ABSTRACT
This article extends the asymmetric causality tests, as developed by Hatemi-J (2012), for dealing with deterministic trend parts. It is shown how integrated variables up to three degrees with deterministic trend parts can be transformed into positive and negative cumulative partial components. These cumulative components can be used for implementing the asymmetric causality tests based on a Wald test statistic that is shown to follow a chi-square distribution asymptotically. Each solution is expressed as a proposition and a mathematic proof is provided for each underlying proposition. This issue is important because most economic or financial variables seem to be characterized by both stochastic as well as deterministic trend parts. An empirical application is provided in order to show how the oil prices and the exchange rates as integrated variables with drift and trend can be transformed into cumulative partial sums of positive and negative components. The conducted causality tests reveal that allowing for asymmetry has important repercussions for the underlying causal inference between these two variables.
Disclosure statement
No potential conflict of interest was reported by the authors.
Notes
1 Recently, tests for causality within a panel system have also been suggested in the literature. For an asymmetric panel causality test see Hatemi-J (Citation2011).

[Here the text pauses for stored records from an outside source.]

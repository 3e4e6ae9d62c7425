use notify::{Event as NotifyEvent, EventKind, RecursiveMode, Watcher};
use parking_lot::RwLock;
use std::path::{Path, PathBuf};
use std::sync::Arc;
use tokio::sync::watch;
use tracing::{info, warn};

use nexus_core::NexusError;

use crate::schema::NexusConfig;

/// Loads and optionally hot-reloads the Nexus configuration.
pub struct ConfigLoader {
    config: Arc<RwLock<NexusConfig>>,
    config_path: PathBuf,
    updates: Arc<watch::Sender<NexusConfig>>,
}

impl ConfigLoader {
    /// Resolve the config path: explicit path > NEXUS_CONFIG env > ~/.nexus/nexus.toml
    pub fn resolve_path(explicit: Option<&Path>) -> PathBuf {
        if let Some(p) = explicit {
            return p.to_path_buf();
        }
        if let Ok(p) = std::env::var("NEXUS_CONFIG") {
            return PathBuf::from(p);
        }
        dirs::home_dir()
            .unwrap_or_else(|| PathBuf::from("."))
            .join(".nexus")
            .join("nexus.toml")
    }

    /// Load the config from disk, falling back to defaults.
    pub fn load(path: Option<&Path>) -> nexus_core::Result<Self> {
        let config_path = Self::resolve_path(path);
        let config = if config_path.exists() {
            info!(?config_path, "loading configuration");
            Self::parse_file(&config_path)?
        } else {
            warn!(?config_path, "config file not found, using defaults");
            NexusConfig::default()
        };

        let config = Self::apply_env_overrides(config);
        Self::check(&config)?;

        let (tx, _) = watch::channel(config.clone());
        Ok(Self {
            config: Arc::new(RwLock::new(config)),
            config_path,
            updates: Arc::new(tx),
        })
    }

    /// Wrap an already-built config (tests, embedding).
    pub fn from_config(config: NexusConfig) -> nexus_core::Result<Self> {
        Self::check(&config)?;
        let (tx, _) = watch::channel(config.clone());
        Ok(Self {
            config: Arc::new(RwLock::new(config)),
            config_path: PathBuf::from("nexus.toml"),
            updates: Arc::new(tx),
        })
    }

    /// Get a read snapshot of the current config.
    pub fn get(&self) -> NexusConfig {
        self.config.read().clone()
    }

    /// Get a shared reference to the live config.
    pub fn shared(&self) -> Arc<RwLock<NexusConfig>> {
        Arc::clone(&self.config)
    }

    /// Receive every validated revision after the current one.
    pub fn subscribe(&self) -> watch::Receiver<NexusConfig> {
        self.updates.subscribe()
    }

    /// Path being watched.
    pub fn path(&self) -> &Path {
        &self.config_path
    }

    fn parse_file(path: &Path) -> nexus_core::Result<NexusConfig> {
        let raw = std::fs::read_to_string(path)?;
        toml::from_str::<NexusConfig>(&raw).map_err(|e| {
            NexusError::Config(format!("failed to parse {}: {}", path.display(), e))
        })
    }

    /// Log warnings, fail on errors.
    fn check(config: &NexusConfig) -> nexus_core::Result<()> {
        match config.validate() {
            Ok(warnings) => {
                for w in &warnings {
                    warn!("{}", w);
                }
                Ok(())
            }
            Err(e) => Err(NexusError::Config(e)),
        }
    }

    /// Apply env var overrides (NEXUS_LOG_LEVEL, NEXUS_SERVER_LISTEN, etc.)
    fn apply_env_overrides(mut config: NexusConfig) -> NexusConfig {
        if let Ok(v) = std::env::var("NEXUS_LOG_LEVEL") {
            config.logging.level = v;
        }
        if let Ok(v) = std::env::var("NEXUS_SERVER_LISTEN") {
            config.server.listen = v;
        }
        if let Ok(v) = std::env::var("NEXUS_AUDIT_DB") {
            config.audit.db_path = Some(PathBuf::from(v));
        }
        if let Ok(v) = std::env::var("NEXUS_APPROVAL_TIMEOUT_SECS")
            && let Ok(secs) = v.parse::<u64>()
        {
            config.approval.timeout_secs = secs;
        }
        // Config file takes priority, env is the fallback.
        if config.server.api_key.is_none()
            && let Ok(v) = std::env::var("NEXUS_API_KEY")
        {
            config.server.api_key = Some(v);
        }
        config
    }

    fn install(
        config: &RwLock<NexusConfig>,
        updates: &watch::Sender<NexusConfig>,
        new_config: NexusConfig,
    ) {
        *config.write() = new_config.clone();
        updates.send_replace(new_config);
    }

    /// Reload the config from disk. An invalid file leaves the current
    /// config in place and returns the error.
    pub fn reload(&self) -> nexus_core::Result<()> {
        if !self.config_path.exists() {
            return Err(NexusError::Config(format!(
                "config file not found: {}",
                self.config_path.display()
            )));
        }
        let new_config = Self::apply_env_overrides(Self::parse_file(&self.config_path)?);
        Self::check(&new_config)?;
        Self::install(&self.config, &self.updates, new_config);
        info!("configuration reloaded");
        Ok(())
    }

    /// Start a background file watcher that reloads when the config file changes.
    /// Returns a handle to the watcher (must be kept alive for watching to continue).
    pub fn watch(&self) -> nexus_core::Result<notify::RecommendedWatcher> {
        let config = Arc::clone(&self.config);
        let updates = Arc::clone(&self.updates);
        let path_for_event = self.config_path.clone();

        info!(config_path = ?self.config_path, "starting config file watcher");

        let mut watcher = notify::recommended_watcher(
            move |res: Result<NotifyEvent, notify::Error>| match res {
                Ok(event) => {
                    if !matches!(event.kind, EventKind::Modify(_) | EventKind::Create(_)) {
                        return;
                    }
                    let is_our_file = event
                        .paths
                        .iter()
                        .any(|p| p.file_name() == path_for_event.file_name());
                    if !is_our_file {
                        return;
                    }

                    info!("config file changed, reloading");
                    let parsed = ConfigLoader::parse_file(&path_for_event)
                        .map(ConfigLoader::apply_env_overrides)
                        .and_then(|c| ConfigLoader::check(&c).map(|_| c));
                    match parsed {
                        Ok(new_config) => {
                            ConfigLoader::install(&config, &updates, new_config);
                            info!("configuration hot-reloaded successfully");
                        }
                        Err(e) => {
                            warn!(error = %e, "config file has errors, keeping current config");
                        }
                    }
                }
                Err(e) => {
                    warn!(error = %e, "file watcher error");
                }
            },
        )
        .map_err(|e| NexusError::Config(format!("failed to create file watcher: {}", e)))?;

        // Watch the parent directory (some editors create temp files + rename)
        let watch_path = self
            .config_path
            .parent()
            .filter(|p| !p.as_os_str().is_empty())
            .unwrap_or(Path::new("."));
        watcher
            .watch(watch_path, RecursiveMode::NonRecursive)
            .map_err(|e| NexusError::Config(format!("failed to watch config directory: {}", e)))?;

        Ok(watcher)
    }
}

2 Asymmetric causality testing can also be implemented for stationary variables. In that case, positive or negative changes can be used instead of the cumulative sums.
3 It should be mentioned that Hatemi-J (Citation2014) suggested similar solutions, without proofs however, for variables with lower integration order in scalar format for generating asymmetric generalized impulse response functions and asymmetric variance decompositions.
4 The VAR model originated from Sims (Citation1980).
5 It should be emphasized that additional unrestricted lags need to be included in the VAR model in order to take into account the effect of unit roots as suggested by Toda and Yamamoto (Citation1995). The number of unrestricted lags must be equal to the integration order.
6 Note that we assume the p initial values for each variable are available. For details on this assumption, see Lutkepohl (Citation2005).
7 This results hold for a corresponding VAR for positive components.
8 For a detailed description of this bootstrap algorithm see Hatemi-J (Citation2012) and references therein. For simulations results on power and size properties of the bootstrap approach see Hacker and Hatemi-J (Citation2012).
9 The link is http://research.stlouisfed.org/fred2/. For similar applications see Bahmani-Oskooee and Fariditavana (Citation2015) and Bahmani-Oskooee and Saha (Citation2015).
10 The unit root test results are not presented to save space.
11 In this application we only consider I(1) variables. I(2) variables are rather explosive variables and their existence is rear in reality.